Characterization of a Euglena gene encoding a polyprotein precursor to the light-harvesting chlorophyll a/b-binding protein of photosystem II

Abstract

A 7.4 kb segment of a Euglena nuclear gene encoding a portion of the polyprotein precursor to the light-harvesting chlorophyll a/b-binding protein of photosystem II (LHCPII) has been isolated and sequenced. Nine exons can be assembled into a continuous open reading frame encoding 113 amino acids of the C-terminus of an LHCPII, followed by 4 complete LHCPIIs. The intron-exon junctions required to maintain maximum amino acid sequence homology between the LHCPIIs encoded by the Euglena genomic clone and Arabidopsis LHCPII do not conform to the consensus splice site sequences present in most eukaryotic organisms. Three types of LHCPIIs are contained within the polyprotein precursor. There is greater than 90% sequence identity at both the protein and nucleic acid level within a type while between types, there is less than 65% sequence identity. All Euglena LHCPIIs contain three hydrophobic membrane-spanning domains in the same positions as found in other LHCPIIs.

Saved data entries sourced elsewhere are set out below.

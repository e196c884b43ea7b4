//! Delta computation
//!
//! Read-only: computing a delta never touches the model.

use crate::delta::Delta;
use crate::entry::DeltaEntry;
use crate::error::DeltaError;
use pconf_graph::FlattenedType;
use pconf_model::{ProductConfiguration, PropertyKind, TypeRepository};

/// Diffs configurations against their flattened product types
#[derive(Debug)]
pub struct DeltaComputer<'a, R: ?Sized> {
    repo: &'a R,
}

impl<'a, R> DeltaComputer<'a, R>
where
    R: TypeRepository + ?Sized,
{
    /// Create computer over the types of `repo`
    #[inline]
    #[must_use]
    pub fn new(repo: &'a R) -> Self {
        Self { repo }
    }

    /// Compute the mismatches of `configuration`
    ///
    /// Entry order: missing values (definition order), orphan values (value
    /// order), type mismatches, value set mismatches (definition order), then
    /// orphan links (link order).
    ///
    /// # Errors
    /// Returns error only if the configuration's product type is unknown
    pub fn compute_delta(&self, configuration: &ProductConfiguration) -> Result<Delta, DeltaError> {
        let product_type = self
            .repo
            .find_type(configuration.product_type())
            .ok_or_else(|| DeltaError::InvalidModel {
                configuration: configuration.id().clone(),
                product_type: configuration.product_type().clone(),
            })?;
        let flattened = FlattenedType::collect(self.repo, product_type);

        let mut missing = Vec::new();
        let mut type_mismatches = Vec::new();
        let mut value_set_mismatches = Vec::new();

        for definition in flattened.properties() {
            let Some(value) = configuration.property_value(&definition.name) else {
                missing.push(DeltaEntry::MissingPropertyValue {
                    definition: definition.clone(),
                });
                continue;
            };

            if !definition.agrees_with(value) {
                type_mismatches.push(DeltaEntry::PropertyTypeMismatch {
                    definition: definition.clone(),
                    value: value.clone(),
                });
            } else if definition.kind == PropertyKind::Value
                && !value.value_set.is_compatible_with(&definition.value_set)
            {
                value_set_mismatches.push(DeltaEntry::ValueSetMismatch {
                    definition: definition.clone(),
                    value: value.clone(),
                });
            }
        }

        let orphans = configuration
            .property_values()
            .iter()
            .filter(|value| flattened.property(&value.name).is_none())
            .map(|value| DeltaEntry::ValueWithoutProperty {
                value: value.clone(),
            });

        let orphan_links = configuration
            .links()
            .iter()
            .filter(|link| flattened.association(&link.role).is_none())
            .map(|link| DeltaEntry::LinkWithoutAssociation { link: link.clone() });

        let mut entries = missing;
        entries.extend(orphans);
        entries.append(&mut type_mismatches);
        entries.append(&mut value_set_mismatches);
        entries.extend(orphan_links);

        tracing::debug!(
            configuration = %configuration.id(),
            product_type = %product_type.name(),
            hierarchy = flattened.hierarchy().len(),
            entries = entries.len(),
            "delta computed"
        );

        Ok(Delta::new(
            configuration.id().clone(),
            product_type.name().clone(),
            entries,
        ))
    }
}
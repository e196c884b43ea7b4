//! Flattening of inherited definitions
//!
//! Collects every property and association definition visible to a product
//! type through its supertype chain. The walk is subtype first, so the first
//! occurrence of a name wins and overriding declarations shadow the ones they
//! override instead of duplicating them.

use crate::walker::{type_walker, Termination, Visit};
use indexmap::IndexMap;
use pconf_model::{
    AssociationDefinition, ProductType, PropertyDefinition, QualifiedName, TypeRepository,
};

/// A definition together with the type node that declares it
#[derive(Debug, PartialEq, Eq)]
pub struct Declared<'a, T> {
    /// The definition
    pub definition: &'a T,
    /// Declaring type
    pub owner: &'a QualifiedName,
}

// Manual impls: derive would demand `T: Copy`.
impl<T> Clone for Declared<'_, T> {
    fn clone(&self) -> Self {
        *self
    }
}

impl<T> Copy for Declared<'_, T> {}

/// All definitions visible to a product type
///
/// Order is walk order: the type's own declarations first, then each
/// supertype's, skipping shadowed names.
#[derive(Debug, Clone)]
pub struct FlattenedType<'a> {
    product_type: &'a ProductType,
    hierarchy: Vec<&'a ProductType>,
    properties: IndexMap<&'a str, Declared<'a, PropertyDefinition>>,
    associations: IndexMap<&'a str, Declared<'a, AssociationDefinition>>,
    termination: Termination,
}

impl<'a> FlattenedType<'a> {
    /// Flatten `product_type` against the types of `repo`
    pub fn collect<R>(repo: &'a R, product_type: &'a ProductType) -> Self
    where
        R: TypeRepository + ?Sized,
    {
        let mut hierarchy = Vec::new();
        let mut properties: IndexMap<&'a str, Declared<'a, PropertyDefinition>> = IndexMap::new();
        let mut associations: IndexMap<&'a str, Declared<'a, AssociationDefinition>> =
            IndexMap::new();

        let summary = type_walker(repo).walk(product_type, |node| {
            hierarchy.push(node);
            for definition in node.property_definitions() {
                properties
                    .entry(definition.name.as_str())
                    .or_insert(Declared {
                        definition,
                        owner: node.name(),
                    });
            }
            for definition in node.association_definitions() {
                associations
                    .entry(definition.role.as_str())
                    .or_insert(Declared {
                        definition,
                        owner: node.name(),
                    });
            }
            Visit::Continue
        });

        tracing::debug!(
            product_type = %product_type.name(),
            depth = summary.visited,
            properties = properties.len(),
            associations = associations.len(),
            "flattened type hierarchy"
        );

        Self {
            product_type,
            hierarchy,
            properties,
            associations,
            termination: summary.termination,
        }
    }

    /// The flattened type
    #[inline]
    #[must_use]
    pub fn product_type(&self) -> &'a ProductType {
        self.product_type
    }

    /// Types visited, subtype first
    #[inline]
    #[must_use]
    pub fn hierarchy(&self) -> &[&'a ProductType] {
        &self.hierarchy
    }

    /// Why the hierarchy walk ended
    #[inline]
    #[must_use]
    pub fn termination(&self) -> &Termination {
        &self.termination
    }

    /// Visible property definitions in flattened order
    pub fn properties(&self) -> impl Iterator<Item = &'a PropertyDefinition> + '_ {
        self.properties.values().map(|d| d.definition)
    }

    /// Visible property definitions with their declaring type
    pub fn declared_properties(
        &self,
    ) -> impl Iterator<Item = Declared<'a, PropertyDefinition>> + '_ {
        self.properties.values().copied()
    }

    /// Visible property definition by name
    #[must_use]
    pub fn property(&self, name: &str) -> Option<&'a PropertyDefinition> {
        self.properties.get(name).map(|d| d.definition)
    }

    /// Type declaring the visible property `name`
    #[must_use]
    pub fn property_owner(&self, name: &str) -> Option<&'a QualifiedName> {
        self.properties.get(name).map(|d| d.owner)
    }

    /// Visible association definitions in flattened order
    pub fn associations(&self) -> impl Iterator<Item = &'a AssociationDefinition> + '_ {
        self.associations.values().map(|d| d.definition)
    }

    /// Visible association definition by role
    #[must_use]
    pub fn association(&self, role: &str) -> Option<&'a AssociationDefinition> {
        self.associations.get(role).map(|d| d.definition)
    }

    /// Number of visible properties
    #[inline]
    #[must_use]
    pub fn property_count(&self) -> usize {
        self.properties.len()
    }

    /// Number of visible associations
    #[inline]
    #[must_use]
    pub fn association_count(&self) -> usize {
        self.associations.len()
    }
}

Hybridization of genomic Southern blots with a probe encoding LHCPII suggests that the Euglena genome encodes a large number (30–50) of LHCPIIs. A probe derived from the 3′ end of the sequenced genomic clone hybridizes with equal intensity to 2–3 genomic fragments on Southern blots. The probe encoding LHCPII hybridizes to RNAs of 9.5 and 6.6 kb on northern blots of total RNA while the 3′-end probe hybridizes only to the 6.6 kb RNA. The 6.6 kb LHCPII band detected on northern blots appears to be composed of transcription products derived from 2–3 LHCPII genes. Euglena appears to be unique in that a large number of LHCPIIs are encoded by a small number (3–5) of polyprotein genes.